A missão não consiste
– diz o Bispo de Lamego – em “resguardar-se no seu grupo de pertença” e “fazer
proselitismo e propaganda” (paradigma identitário e totalitário), mas em “mudança de lugar e de modo” e em “ir à procura do
outro perdido em qualquer margem da vida, acolhê-lo e velar por ele” (paradigma alteritário).
Também a
passagem do livro do Êxodo assumida como 1.ª Leitura (Ex 19, 2-6) desta dominga mostra que o Senhor
escolhe um profeta, um líder sempre para uma missão em prol dos demais. Assim
aconteceu com Moisés, figura de Jesus, o profeta por excelência. Moisés foi
chamado e enviado a tirar o povo da escravidão do Egito para o conduzir pelo
deserto rumo à Terra prometida.

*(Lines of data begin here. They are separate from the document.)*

mod auth;
mod config;
mod dataset;
mod db;
mod detect;
mod feedback;
mod fetch;
mod predict;
mod recommend;
mod retrain;
mod routes;
mod stats;
mod translate;
mod taxonomy;

use std::env;
use std::time::Duration;

use actix_cors::Cors;
use actix_web::{App, HttpServer, web};

use auth::AdminCredentials;
use auth::jwt::JwtService;
use config::AppConfig;
use dataset::DatasetCollector;
use db::predictions::PredictionRepository;
use detect::classifier::DiseaseClassifier;
use detect::cloud::GeminiVision;
use detect::detector::ObjectDetector;
use detect::selector::{BackendDescriptor, StrategyKind};
use detect::{ActiveBackend, DetectionError};
use feedback::FeedbackStore;
use fetch::ImageFetcher;
use routes::configure_routes;
use stats::StatsStore;
use taxonomy::TaxonomyStore;
use translate::TranslateService;

#[actix_web::main]
async fn main() -> std::io::Result<()> {
    env_logger::init_from_env(env_logger::Env::new().default_filter_or("info"));
    dotenv::dotenv().ok();

    if let Ok(current_dir) = env::current_dir() {
        log::info!("Current working directory: {}", current_dir.display());
    }

    let config = AppConfig::load()
        .map_err(|e| std::io::Error::other(format!("Config loading failed: {e}")))?;

    let taxonomy = TaxonomyStore::load(&config.taxonomy.path)
        .map_err(|e| std::io::Error::other(format!("Taxonomy loading failed: {e}")))?;

    // Backend selection happens exactly once per process lifetime.
    let cloud_available = detect::selector::cloud_available();
    let local_available = detect::selector::local_available(&config.models.classifier_path);
    let descriptor = detect::selector::select_backend(cloud_available, local_available);

    let backend = build_backend(&descriptor, local_available, &config)
        .map_err(|e| std::io::Error::other(format!("Detection backend failed to start: {e}")))?;

    let fetcher = ImageFetcher::new(Duration::from_secs(config.detection.fetch_timeout_secs))
        .map_err(|e| std::io::Error::other(format!("HTTP client failed to start: {e}")))?;
    let translate_service = TranslateService::from_env(Duration::from_secs(30))
        .map_err(|e| std::io::Error::other(format!("HTTP client failed to start: {e}")))?;

    let repository = PredictionRepository::new(&config.storage.database_path);
    let stats_store = StatsStore::new(&config.storage.stats_path);
    let feedback_store = FeedbackStore::new(&config.storage.feedback_path);
    let dataset = DatasetCollector::new(&config.storage.dataset_dir);

    let jwt_secret = env::var("JWT_SECRET").unwrap_or_else(|_| {
        log::warn!("JWT_SECRET not set, using the development default");
        "krushimitra-dev-secret".to_string()
    });
    let jwt_service = JwtService::new(&jwt_secret);
    let admin_credentials = AdminCredentials::from_env();

    let backend = web::Data::new(backend);
    let taxonomy = web::Data::new(taxonomy);
    let descriptor = web::Data::new(descriptor);
    let config_data = web::Data::new(config);

    let port = env::var("PORT").unwrap_or_else(|_| "8000".to_string());
    let bind_address = format!("0.0.0.0:{port}");
    log::info!("Starting server on {bind_address}");

    HttpServer::new(move || {
        App::new()
            .wrap(
                Cors::default()
                    .allow_any_origin()
                    .allowed_methods(vec!["GET", "POST", "OPTIONS"])
                    .allowed_headers(vec![
                        actix_web::http::header::AUTHORIZATION,
                        actix_web::http::header::ACCEPT,
                        actix_web::http::header::CONTENT_TYPE,
                    ])
                    .max_age(3600),
            )
            .app_data(backend.clone())
            .app_data(taxonomy.clone())
            .app_data(descriptor.clone())
            .app_data(config_data.clone())
            .app_data(web::Data::new(fetcher.clone()))
            .app_data(web::Data::new(translate_service.clone()))
            .app_data(web::Data::new(repository.clone()))
            .app_data(web::Data::new(stats_store.clone()))
            .app_data(web::Data::new(feedback_store.clone()))
            .app_data(web::Data::new(dataset.clone()))
            .app_data(web::Data::new(jwt_service.clone()))
            .app_data(web::Data::new(admin_credentials.clone()))
            .configure(configure_routes)
    })
    .bind(&bind_address)?
    .run()
    .await
}

fn build_backend(
    descriptor: &BackendDescriptor,
    local_available: bool,
    config: &AppConfig,
) -> Result<ActiveBackend, DetectionError> {
    match descriptor.strategy {
        StrategyKind::Cloud => {
            let api_key = env::var("GEMINI_API_KEY")
                .map_err(|_| DetectionError::Unavailable("GEMINI_API_KEY not set".to_string()))?;
            let vision = GeminiVision::new(
                api_key,
                config.cloud.model.clone(),
                Duration::from_secs(config.cloud.request_timeout_secs),
            )?;

            // Hybrid mode keeps the classifier warm as a silent fallback.
            let standby = if local_available {
                match DiseaseClassifier::load(
                    &config.models.classifier_path,
                    &config.models.classifier_labels,
                ) {
                    Ok(classifier) => Some(classifier),
                    Err(err) => {
                        log::warn!("Standby classifier failed to load: {err}");
                        None
                    }
                }
            } else {
                None
            };

            Ok(ActiveBackend::Cloud { vision, standby })
        }
        StrategyKind::Local => Ok(ActiveBackend::Local(DiseaseClassifier::load(
            &config.models.classifier_path,
            &config.models.classifier_labels,
        )?)),
        StrategyKind::Detector => Ok(ActiveBackend::Detector(ObjectDetector::load(
            &config.models.detector_path,
            &config.models.detector_labels,
            config.detection.detector_threshold,
        )?)),
    }
}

No Sinai, estabeleceu uma aliança com este povo
que, sendo fiel à Lei, gozaria da proteção divina e seria propriedade de Deus –
reino de sacerdotes (que
se oferecem a Deus) e
nação santa (selecionada
para o serviço de Deus) –
e exemplo para os outros povos.
Por seu
turno, Paulo, na Carta aos Romanos (vd Rm 5,6-11), sublinha a nossa passagem de desgarrados (pecadores) graças à morte e ressurreição de
Jesus, que tomou a iniciativa de assumir como suas as nossas faltas para que,
tirando-no-las dos ombros, nos reconciliasse com Deus. É sempre Deus que toma a
iniciativa contemplando a nossa miséria e deixando-se mover pela compaixão. Sucedeu
com o povo hebreu no Egito, sucedeu com as multidões por quem Jesus se compadeceu
e sucede convosco com quem Deus está sempre. É, pois, Cristo que se debruça amorosamente sobre a nossa debilidade,
como surge na passagem do Evangelho de Mateus, susoevocada, compadecendo-se
maternalmente das pessoas e multidões cansadas e abatidas.
Enfim, “miserando atque eligendo vidi, ait illi: ‘Sequere me’.”.